Landkreis Emmendingen will Sanierungen von Häusern beschleunigen
In Deutschland hinkt die Modernisierung von alten Gebäuden seit Jahren hinterher. Das ist auch im Landkreis Emmendingen (Baden-Württemberg) ein Problem: Etwa die Hälfte aller Häuser müsste eigentlich saniert werden. Damit die Klimaziele erreicht werden, müssten jedes Jahr mindestens zwei Prozent der Gebäude modernisiert werden. Aktuell sind es aber wohl nur 0,67 Prozent.
Das Problem ist oft, dass Sanierungen zu viel Zeit und Geld kosten. Deshalb führt das Team Energie Zukunft (TEZ) nun den sogenannten „Sanierungssprint“ ein. Die Idee dahinter: Die Handwerker sollen nicht mehr nacheinander kommen, sondern in eingespielten Teams Hand in Hand arbeiten. Das funktioniert nur, wenn die Baustelle vorher ganz genau geplant wird.

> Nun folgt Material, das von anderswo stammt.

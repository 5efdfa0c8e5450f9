// Copyright 2022 The Fuchsia Authors. All rights reserved.
// Use of this source code is governed by a BSD-style license that can be
// found in the LICENSE file.

//! Adding and replacing target entries in the targets role.

use std::collections::BTreeMap;
use std::fs;
use std::path::PathBuf;

use serde_json::Value;
use tracing::info;

use crate::error::Result;
use crate::metadata::{TargetDescription, TargetPath};
use crate::registry::RoleRegistry;
use crate::repo_builder::write_atomic;

/// Mutates the targets role: registers artifacts and their custom attribute
/// objects, flagging the role for re-signature. Upserts are last-write-wins
/// on the full attribute object, so replaying the same sequence always
/// converges on the same payload.
pub struct TargetManager<'a> {
    registry: &'a mut RoleRegistry,
    targets_dir: PathBuf,
}

impl<'a> TargetManager<'a> {
    pub(crate) fn new(registry: &'a mut RoleRegistry, targets_dir: PathBuf) -> Self {
        TargetManager { registry, targets_dir }
    }

    /// Register `content` under `path`, copying it into the repository's
    /// targets directory and recording its length and hashes alongside the
    /// custom attributes.
    pub fn upsert_target_bytes(
        &mut self,
        path: &TargetPath,
        content: &[u8],
        custom: BTreeMap<String, Value>,
    ) -> Result<()> {
        self.store_content(path, content)?;
        let description = TargetDescription::from_slice(content, custom);
        self.upsert_target(path, description);
        Ok(())
    }

    /// Insert or replace the metadata entry for `path` without touching
    /// target content on disk.
    pub fn upsert_target(&mut self, path: &TargetPath, description: TargetDescription) {
        match self.registry.insert_target(path.clone(), description) {
            None => info!("adding new target: {}", path),
            Some(_) => info!("replacing target: {}", path),
        }
    }

    fn store_content(&self, path: &TargetPath, content: &[u8]) -> Result<()> {
        let mut destination = self.targets_dir.clone();
        destination.extend(path.components());
        if let Some(parent) = destination.parent() {
            fs::create_dir_all(parent)?;
        }
        write_atomic(&destination, content)?;
        Ok(())
    }
}

#[cfg(test)]
mod tests {
    use super::*;
    use crate::crypto::canonical_json;
    use crate::metadata::{Role, TargetsMetadata};
    use chrono::{TimeZone, Utc};
    use proptest::prelude::*;

    fn manager_over<'a>(
        registry: &'a mut RoleRegistry,
        dir: &std::path::Path,
    ) -> TargetManager<'a> {
        TargetManager::new(registry, dir.to_path_buf())
    }

    #[test]
    fn upsert_copies_content_and_marks_dirty() {
        let tmp = tempfile::tempdir().unwrap();
        let mut registry = RoleRegistry::new();
        let mut manager = manager_over(&mut registry, tmp.path());

        let path = TargetPath::new("bundles/bundle.json").unwrap();
        let custom = maplit::btreemap! {
            "origin".to_string() => serde_json::json!("registry.example"),
        };
        manager.upsert_target_bytes(&path, b"{}", custom.clone()).unwrap();

        assert_eq!(fs::read(tmp.path().join("bundles/bundle.json")).unwrap(), b"{}");
        assert!(registry.role_info(Role::Targets).is_dirty());
        assert_eq!(registry.targets().len(), 1);
        assert_eq!(registry.targets()[&path].custom(), &custom);
    }

    #[test]
    fn upsert_replaces_existing_entry() {
        let tmp = tempfile::tempdir().unwrap();
        let mut registry = RoleRegistry::new();
        let mut manager = manager_over(&mut registry, tmp.path());

        let path = TargetPath::new("bundle.json").unwrap();
        manager.upsert_target_bytes(&path, b"first", BTreeMap::new()).unwrap();
        manager.upsert_target_bytes(&path, b"second", BTreeMap::new()).unwrap();

        assert_eq!(registry.targets().len(), 1);
        assert_eq!(registry.targets()[&path].length(), "second".len() as u64);
        assert_eq!(fs::read(tmp.path().join("bundle.json")).unwrap(), b"second");
    }

    proptest! {
        /// Any sequence of upserts converging on the same final mapping
        /// yields byte-identical targets payloads, no matter the order or
        /// how often entries were overwritten along the way.
        #[test]
        fn upsert_payload_depends_only_on_final_mapping(
            upserts in proptest::collection::vec(
                ("[a-d]", prop::num::u8::ANY),
                1..16,
            )
        ) {
            let mut registry = RoleRegistry::new();
            let mut reference = BTreeMap::new();

            for (name, payload) in &upserts {
                let path = TargetPath::new(name.clone()).unwrap();
                let content = vec![*payload];
                let description = TargetDescription::from_slice(&content, BTreeMap::new());
                reference.insert(path.clone(), description.clone());

                let mut manager = TargetManager::new(&mut registry, PathBuf::new());
                manager.upsert_target(&path, description);
            }

            let expires = Utc.ymd(2038, 1, 1).and_hms(0, 0, 0);
            let from_registry =
                TargetsMetadata::new(1, expires, registry.targets().clone());
            let from_reference = TargetsMetadata::new(1, expires, reference);

            prop_assert_eq!(
                canonical_json(&from_registry).unwrap(),
                canonical_json(&from_reference).unwrap()
            );
        }
    }
}
//! Serve command - run the HTTP function service (http backend).

use std::net::SocketAddr;
use std::path::Path;

use clap::Args;
use datacube::processor::WorkerEnvironment;
use datacube::worker::{serve, StacWorkerHandler};

use super::common::{CLOUD_PROVIDER_ENV, REGION_ENV};
use super::Completion;
use crate::error::CliError;
use crate::runner::CliRunner;

/// Default listen address of the function service.
pub const DEFAULT_LISTEN_ADDR: &str = "0.0.0.0:8080";

/// Arguments for the serve command.
#[derive(Debug, Args)]
pub struct ServeArgs {
    /// Address to listen on
    #[arg(long, default_value = DEFAULT_LISTEN_ADDR)]
    pub listen: SocketAddr,

    /// Enable debug logging
    #[arg(long)]
    pub debug: bool,

    /// Region reported in results
    #[arg(long, env = REGION_ENV)]
    pub region: Option<String>,

    /// Cloud provider reported in results
    #[arg(long, env = CLOUD_PROVIDER_ENV)]
    pub cloud_provider: Option<String>,
}

/// Run the serve command until the process is stopped.
pub async fn run(args: ServeArgs, config_path: Option<&Path>) -> Result<Completion, CliError> {
    let runner = CliRunner::new(config_path, args.debug)?;
    runner.log_startup("serve");

    let environment = WorkerEnvironment::new(args.region, args.cloud_provider);
    let settings = runner.config().processor_settings(environment);
    let handler = StacWorkerHandler::from_settings(&settings)?;

    println!("Datacube worker service v{}", datacube::VERSION);
    println!("Listening on http://{}", args.listen);
    println!("Press Ctrl+C to stop");

    serve(args.listen, handler).await?;
    Ok(Completion::Complete)
}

Um das Projekt zu starten, gab es bereits zwei Weiterbildungen für Experten aus der Energieberatung, der Architektur und dem Bauingenieurwesen sowie für das Handwerk. Wer Interesse hat, kann über das TEZ künftig vergünstigte Kurse besuchen, um zum Sanierungssprintkoordinator zu werden. So soll ein Netzwerk aus Fachleuten entstehen, die Sanierungen schnell und aus einer Hand anbieten können.
Auch für die Hausbesitzer gibt es Hilfe. Im Oktober findet ein Info-Event statt. Dort können Eigentümer lernen, wie sie Zeit, Kosten und Aufwand bei ihrer Modernisierung senken können. Die Experten beantworten dort direkt die Fragen aus der Praxis.
Wer jetzt schon Fragen zum Sanierungssprint oder zu den Weiterbildungen hat, kann sich an die Fachberater Armin Bobsien und Anton Trenkle wenden. Erreichbar sind sie unter der Telefonnummer 07641 451-1131 oder per E-Mail an [email protected].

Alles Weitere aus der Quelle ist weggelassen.